Higher water (m/z 18) but almost no nitrogen (28) in GC MS?

Discussions about GC-MS, LC-MS, LC-FTIR, and other "coupled" analytical techniques.

7 posts Page 1 of 1
Hi All

I have a weird thing happening to our GC-ms.

For a couple of months, the water level was a bit too high to my liking. The transfer line is at 200°C and the MS at 250°C

m/z 18 (40%) - 28 (2%) - 69 (ref - 100%)

Yesterday I got a
m/z 18 (70%) - 28 (2%) - 69 (ref - 100%)

I've changed the He cylinder (in case this was the source of water) - but things haven't dramatically changed.

I'm not sure where this water is coming from - I'm not baking the column at 280 for a couple of hours (maybe more?) although it hasn't be removed or touched for 6 months now. I'm also flowing helium at 144 kPa / 68mL.min-1

Any clue what is happening?

Thanks a lot!

Kevin
KevinBe wrote:
...I've changed the He cylinder (in case this was the source of water) - but things haven't dramatically changed.
...

Moisture trap may be saturated. Change helium flow and check if it influence water percentage.
Good point! I changeed the traps and the levels went down for the water (and oxygen up a bit but fingers crossed that it gets better with time).

Now I have another issue - my filament 1 is only 100 hours old and it already gives 10 times fewer counts then a brand new filament 2... Any idea what went wrong here?

Cheers,

Kevin
Definitely check and watch the trap. After that, you may go through a few before things settle down. It may be worth getting one of the big "can" traps to scrub as much as possible and then use a smaller indicating trap to check.

Unfortunately too, helium can be hit or miss these days. Water can be pesky, and if there was a bunch of it it's possible it's still popping out of your fittings or is taking its time to work out of the nooks and crannies of the MS(the ceramic insulators can be like a sponge).

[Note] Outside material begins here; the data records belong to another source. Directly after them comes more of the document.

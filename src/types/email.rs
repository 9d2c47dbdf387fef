//! Email message types for the SES Query API.

use std::fmt;
use std::str::FromStr;

use thiserror::Error;

use super::RequestParameters;

/// Maximum number of recipients per message.
pub const MAX_RECIPIENTS: usize = 50;

/// Maximum subject length in bytes (the RFC 5322 line limit).
pub const MAX_SUBJECT_LENGTH: usize = 998;

/// Character set declared for subject and body parts.
pub const DEFAULT_CHARSET: &str = "UTF-8";

const MAX_LOCAL_PART_LENGTH: usize = 64;
const MAX_DOMAIN_LENGTH: usize = 253;
const MAX_LABEL_LENGTH: usize = 63;

/// Why a string was rejected as an email address.
#[derive(Debug, Clone, PartialEq, Eq, Error)]
#[error("invalid email address '{address}': {reason}")]
pub struct InvalidEmailAddress {
    /// The rejected input, after trimming.
    pub address: String,
    /// What is wrong with it.
    pub reason: &'static str,
}

/// A syntactically valid `local@domain` email address.
///
/// Parsing trims surrounding whitespace. The check is deliberately
/// conservative: it accepts ordinary mailbox addresses and rejects display
/// names, quoted local parts and IP-literal domains.
///
/// # Examples
///
/// ```
/// use integrations_aws_ses_simple::types::EmailAddress;
///
/// let address: EmailAddress = "  user@example.com ".parse().unwrap();
/// assert_eq!(address.as_str(), "user@example.com");
///
/// assert!("user@localhost".parse::<EmailAddress>().is_err());
/// assert!("John <user@example.com>".parse::<EmailAddress>().is_err());
/// ```
#[derive(Debug, Clone, PartialEq, Eq, Hash)]
pub struct EmailAddress(String);

impl EmailAddress {
    /// The address as a string slice.
    pub fn as_str(&self) -> &str {
        &self.0
    }

    /// The part before the `@`.
    pub fn local_part(&self) -> &str {
        self.0.rsplit_once('@').map_or("", |(local, _)| local)
    }

    /// The part after the `@`.
    pub fn domain(&self) -> &str {
        self.0.rsplit_once('@').map_or("", |(_, domain)| domain)
    }

    /// Consume into the underlying string.
    pub fn into_inner(self) -> String {
        self.0
    }
}

impl FromStr for EmailAddress {
    type Err = InvalidEmailAddress;

    fn from_str(input: &str) -> Result<Self, Self::Err> {
        let address = input.trim();
        let invalid = |reason| InvalidEmailAddress {
            address: address.to_string(),
            reason,
        };

        if address.is_empty() {
            return Err(invalid("address is empty"));
        }

        let (local, domain) = match address.split_once('@') {
            Some(parts) => parts,
            None => return Err(invalid("missing '@'")),
        };
        if domain.contains('@') {
            return Err(invalid("more than one '@'"));
        }

        validate_local_part(local).map_err(invalid)?;
        validate_domain(domain).map_err(invalid)?;

        Ok(Self(address.to_string()))
    }
}

impl fmt::Display for EmailAddress {
    fn fmt(&self, f: &mut fmt::Formatter<'_>) -> fmt::Result {
        f.write_str(&self.0)
    }
}

impl AsRef<str> for EmailAddress {
    fn as_ref(&self) -> &str {
        &self.0
    }
}

fn validate_local_part(local: &str) -> Result<(), &'static str> {
    if local.is_empty() {
        return Err("local part is empty");
    }
    if local.len() > MAX_LOCAL_PART_LENGTH {
        return Err("local part is longer than 64 bytes");
    }
    if local.starts_with('.') || local.ends_with('.') || local.contains("..") {
        return Err("local part has a misplaced '.'");
    }
    if local
        .chars()
        .any(|c| c.is_whitespace() || c.is_control() || matches!(c, '<' | '>' | '(' | ')' | ',' | ';' | ':' | '"' | '[' | ']' | '\\'))
    {
        return Err("local part contains a forbidden character");
    }
    Ok(())
}

fn validate_domain(domain: &str) -> Result<(), &'static str> {
    if domain.is_empty() {
        return Err("domain is empty");
    }
    if domain.len() > MAX_DOMAIN_LENGTH {
        return Err("domain is longer than 253 bytes");
    }

    let mut labels = 0;
    for label in domain.split('.') {
        if label.is_empty() {
            return Err("domain has an empty label");
        }
        if label.len() > MAX_LABEL_LENGTH {
            return Err("domain label is longer than 63 bytes");
        }
        if !label.bytes().all(|b| b.is_ascii_alphanumeric() || b == b'-') {
            return Err("domain contains a forbidden character");
        }
        if label.starts_with('-') || label.ends_with('-') {
            return Err("domain label starts or ends with '-'");
        }
        labels += 1;
    }

    if labels < 2 {
        return Err("domain needs at least two labels");
    }
    Ok(())
}

/// A subject or body part with its declared charset.
#[derive(Debug, Clone, PartialEq, Eq)]
pub struct Content {
    /// Content data.
    pub data: String,
    /// Character set.
    pub charset: String,
}

impl Content {
    /// Create new content with UTF-8 charset.
    pub fn new(data: impl Into<String>) -> Self {
        Self {
            data: data.into(),
            charset: DEFAULT_CHARSET.to_string(),
        }
    }
}

/// A validated `SendEmail` request.
///
/// Only [`EmailBuilder::build`](crate::builders::EmailBuilder::build) can
/// produce one, so every instance has a valid sender, between one and
/// [`MAX_RECIPIENTS`] valid recipients, a usable subject and at least one
/// non-empty body.
#[derive(Debug, Clone, PartialEq, Eq)]
pub struct SendEmailRequest {
    source: EmailAddress,
    to: Vec<EmailAddress>,
    subject: Content,
    text: Option<Content>,
    html: Option<Content>,
}

impl SendEmailRequest {
    pub(crate) fn new(
        source: EmailAddress,
        to: Vec<EmailAddress>,
        subject: Content,
        text: Option<Content>,
        html: Option<Content>,
    ) -> Self {
        Self {
            source,
            to,
            subject,
            text,
            html,
        }
    }

    /// The sender.
    pub fn source(&self) -> &EmailAddress {
        &self.source
    }

    /// The `To` recipients, in the order they were added.
    pub fn to(&self) -> &[EmailAddress] {
        &self.to
    }

    /// The subject.
    pub fn subject(&self) -> &Content {
        &self.subject
    }

    /// The plain text body, if any.
    pub fn text(&self) -> Option<&Content> {
        self.text.as_ref()
    }

    /// The HTML body, if any.
    pub fn html(&self) -> Option<&Content> {
        self.html.as_ref()
    }

    /// Flatten into Query API parameters.
    ///
    /// # Examples
    ///
    /// ```
    /// use integrations_aws_ses_simple::builders::EmailBuilder;
    ///
    /// let request = EmailBuilder::new()
    ///     .from("sender@example.com")
    ///     .to("recipient@example.com")
    ///     .subject("Hello")
    ///     .text("Hi there")
    ///     .build()
    ///     .unwrap();
    ///
    /// let params = request.to_parameters();
    /// assert_eq!(params.action(), Some("SendEmail"));
    /// assert_eq!(params.get("Destination.ToAddresses.member.1"), Some("recipient@example.com"));
    /// assert_eq!(params.get("Message.Body.Text.Data"), Some("Hi there"));
    /// assert_eq!(params.get("Message.Body.Html.Data"), None);
    /// ```
    pub fn to_parameters(&self) -> RequestParameters {
        let mut params = RequestParameters::for_action("SendEmail");
        params.insert("Source", self.source.as_str());

        for (i, recipient) in self.to.iter().enumerate() {
            params.insert(
                format!("Destination.ToAddresses.member.{}", i + 1),
                recipient.as_str(),
            );
        }

        params.insert("Message.Subject.Data", self.subject.data.as_str());
        params.insert("Message.Subject.Charset", self.subject.charset.as_str());

        if let Some(text) = &self.text {
            params.insert("Message.Body.Text.Data", text.data.as_str());
            params.insert("Message.Body.Text.Charset", text.charset.as_str());
        }
        if let Some(html) = &self.html {
            params.insert("Message.Body.Html.Data", html.data.as_str());
            params.insert("Message.Body.Html.Charset", html.charset.as_str());
        }

        params
    }
}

How's your high vac? If it's abnormally high for this system, it's worth doing an extended(~8h+) bakeout of the source and quads, and of course monitor the hi-vac over that time. My Varian triple quad had a nice feature for the bakeout cycle where it would plot the hi-vac vs. temperature and time so you could see if you were doing anything. I've not seen that on HP/Agilents, the only other MS I have any great amount of experience with.

As for the filament life-first of all, are you doing CI? That can really beat up the filament. When I've done CI in the past, I would cycle the filament on and off once I'd established a method and knew the RT of my analytes. There again, going back to the Varian TQ, which is the only place I've done CI, the $300 filaments(single too, not two on one insulator) made me very protective of them. A high background of anything is rough on filament life, and your high water could be the problem too.
Hi guys,

Thank you so much for your help. It happens, as it often does, that time made things better! The levels are now down after I checked every bolt and cleaned the source.

Still the voltage is a bit high but nothing too bad yet.
Hi guys,

Thank you so much for your help. It happens, as it often does, that time made things better! The levels are now down after I checked every bolt and cleaned the source.

Still the voltage is a bit high but nothing too bad yet.